1.    Basis of Presentation

The accompanying unaudited consolidated financial statements of Schlumberger Limited and its subsidiaries (Schlumberger) have been prepared in accordance with generally accepted accounting principles in the United States of America for interim financial information and with the instructions to Form 10-Q and Article 10 of Regulation S-X. Accordingly, they do not include all of the information and footnotes required by generally accepted accounting principles for complete financial statements.  In the opinion of Schlumberger management, all adjustments considered necessary for a fair statement have been included in the accompanying unaudited financial statements.  All intercompany transactions and balances have been eliminated in consolidation.  Operating results for the three-month period ended March 31, 2016 are not necessarily indicative of the results that may be expected for the full year ending December 31, 2016.  The December 31, 2015 balance sheet information has been derived from the Schlumberger 2015 audited financial statements.  For further information, refer to the Consolidated Financial Statements and notes thereto included in the Schlumberger Annual Report on Form 10-K for the year ended December 31, 2015, filed with the Securities and Exchange Commission on January 27, 2016.

Certain prior period items have been reclassified to conform to the current period presentation.

Merger with Cameron International Corporation

On April 1, 2016, Schlumberger acquired all of the outstanding shares of Cameron International Corporation (Cameron), a leading provider of flow equipment products, systems and services to the oil and gas industry worldwide.  The merger will create technology-driven growth by integrating Schlumberger’s reservoir and well technologies with Cameron wellhead and surface equipment, flow control and processing technology.  The combination of the two complementary technology portfolios provides the industry’s most comprehensive range of products and services, from exploration to production and integrated pore-to-pipeline solutions that optimize hydrocarbon recovery to deliver reservoir performance.  Cameron’s revenue for the year ended December 31, 2015 and the three months ended March 31, 2016 was $8.8 billion and $1.6 billion, respectively.

Under the terms of the merger agreement, Cameron became a wholly-owned subsidiary of Schlumberger.  Each share of Cameron common stock issued and outstanding immediately prior to the effective time of the merger was converted into the right to receive 0.716 share of Schlumberger stock and $14.44 in cash.  As a result, Schlumberger issued approximately 138 million shares of its common stock and paid cash of approximately $2.8 billion in connection with this transaction.  Based on the closing price of Schlumberger’s common stock on April 1, 2016, the total fair value of the consideration transferred to effect the acquisition of Cameron was approximately $12.9 billion.  Due to the fact that the acquisition just recently closed, the initial accounting for the transaction has not yet been completed.  Cameron reported net tangible assets of approximately $3.0 billion as of December 31, 2015, consisting of $2.4 billion of cash and short-term investments, $2.0 billion of accounts receivable, $2.4 billion of inventories, $1.7 billion of fixed assets, $2.8 billion of debt and $2.7 billion of other net liabilities.  
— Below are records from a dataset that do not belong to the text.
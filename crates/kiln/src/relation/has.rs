//! Has-one and has-many: the target rows point back at the owner.
//!
//! Both kinds place the same column on the target table; cardinality only
//! matters to the runtime, never to the schema.

use super::morphed::morph_column;
use super::{Inverse, RelationDefinition, RelationKind, RelationSchema, key_type};
use crate::entity::{EntityId, EntitySchema};
use crate::error::SchemaError;
use crate::table::BuildContext;
use kiln_db_schema::{Column, ForeignKey, Index};

pub(super) fn build(
    relation: &RelationSchema,
    ctx: &mut BuildContext<'_>,
) -> Result<(), SchemaError> {
    let entities = ctx.entities;
    let owner = relation.owner_entity(entities);
    let outer = relation.outer_entity(entities)?;
    let definition = &relation.definition;
    let table = outer.table_name();

    let key_type = key_type(owner, &definition.inner_key).ok_or_else(|| {
        relation.invalid(
            entities,
            format!(
                "inner key `{}` is not a column of `{}`",
                definition.inner_key,
                owner.name()
            ),
        )
    })?;

    ctx.add_column(
        table,
        Column::new(definition.outer_key.clone(), key_type).nullable(definition.nullable),
        relation.contributor(),
    )?;

    // Inverse of a morphed belongs-to: the target row may point at any
    // implementor, so no foreign key is possible.
    if let Some(morph_key) = &definition.morph_key {
        ctx.add_column(
            table,
            morph_column(morph_key, definition.nullable),
            relation.contributor(),
        )?;
        ctx.add_index(
            table,
            Index::new(table, &[morph_key, &definition.outer_key]),
        );
        return Ok(());
    }

    ctx.add_index(table, Index::new(table, &[&definition.outer_key]));

    if definition.constraint {
        ctx.add_foreign_key(
            table,
            ForeignKey::new(
                table,
                definition.outer_key.clone(),
                owner.table_name(),
                definition.inner_key.clone(),
                definition.action,
            ),
            relation.contributor(),
        )?;
    }

    Ok(())
}

/// The only inverse of has-one/has-many is belongs-to.
pub(super) fn revert(
    relation: &RelationSchema,
    inverse: &Inverse,
    entities: &[EntitySchema],
) -> Result<Vec<(EntityId, RelationDefinition)>, SchemaError> {
    let definition = &relation.definition;
    match inverse.kind {
        None | Some(RelationKind::BelongsTo) if definition.morph_key.is_none() => {}
        other => {
            return Err(relation.back_error(
                entities,
                Some(other.unwrap_or(RelationKind::BelongsTo)),
            ));
        }
    }

    let outer_id = relation.outer_id(entities)?;
    let owner = relation.owner_entity(entities);

    let reverted = RelationDefinition::belongs_to(owner.name())
        .inner_key(definition.outer_key.clone())
        .outer_key(definition.inner_key.clone())
        .constraint(definition.constraint)
        .action(definition.action)
        .nullable(definition.nullable);

    Ok(vec![(outer_id, reverted)])
}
As this transaction closed subsequent to the end of the first quarter of 2016, the Consolidated Financial Statements and the related footnotes do not reflect any amounts relating to the acquired Cameron business.

New Accounting Pronouncements

In May 2014, the Financial Accounting Standards Board (FASB) issued Accounting Standards Update (ASU) 2014-09, Revenue from Contracts with Customers. This ASU amends the existing accounting standards for revenue recognition and is based on the principle that revenue should be recognized to depict the transfer of goods or services to a customer at an amount that reflects the consideration a company expects to receive in exchange for those goods or services. Schlumberger is required to adopt this ASU on January 1, 2018, with early adoption permitted on January 1, 2017, and does not expect the adoption of this ASU to have a material impact on its consolidated financial statements.

In November 2015, the FASB issued ASU 2015-17, Balance Sheet Classification of Deferred Taxes, which amends existing guidance on income taxes to require the classification of all deferred tax assets and liabilities as non-current on the balance sheet.  Schlumberger is required to adopt this ASU no later than January 1, 2018, with early adoption permitted, and the guidance may be applied either prospectively or retrospectively.  Schlumberger does not expect the adoption of this ASU to have a material impact on its consolidated financial statements.

In February 2016, the FASB issued ASU No. 2016-02, Leases. This ASU requires lessees to recognize for all leases, with the exception of short-term leases, a liability equal to the present value of lease payments and a corresponding right-of-use asset also based on the present value of lease payments. Schlumberger is evaluating the impact that the adoption of this ASU will have on its consolidated financial statements.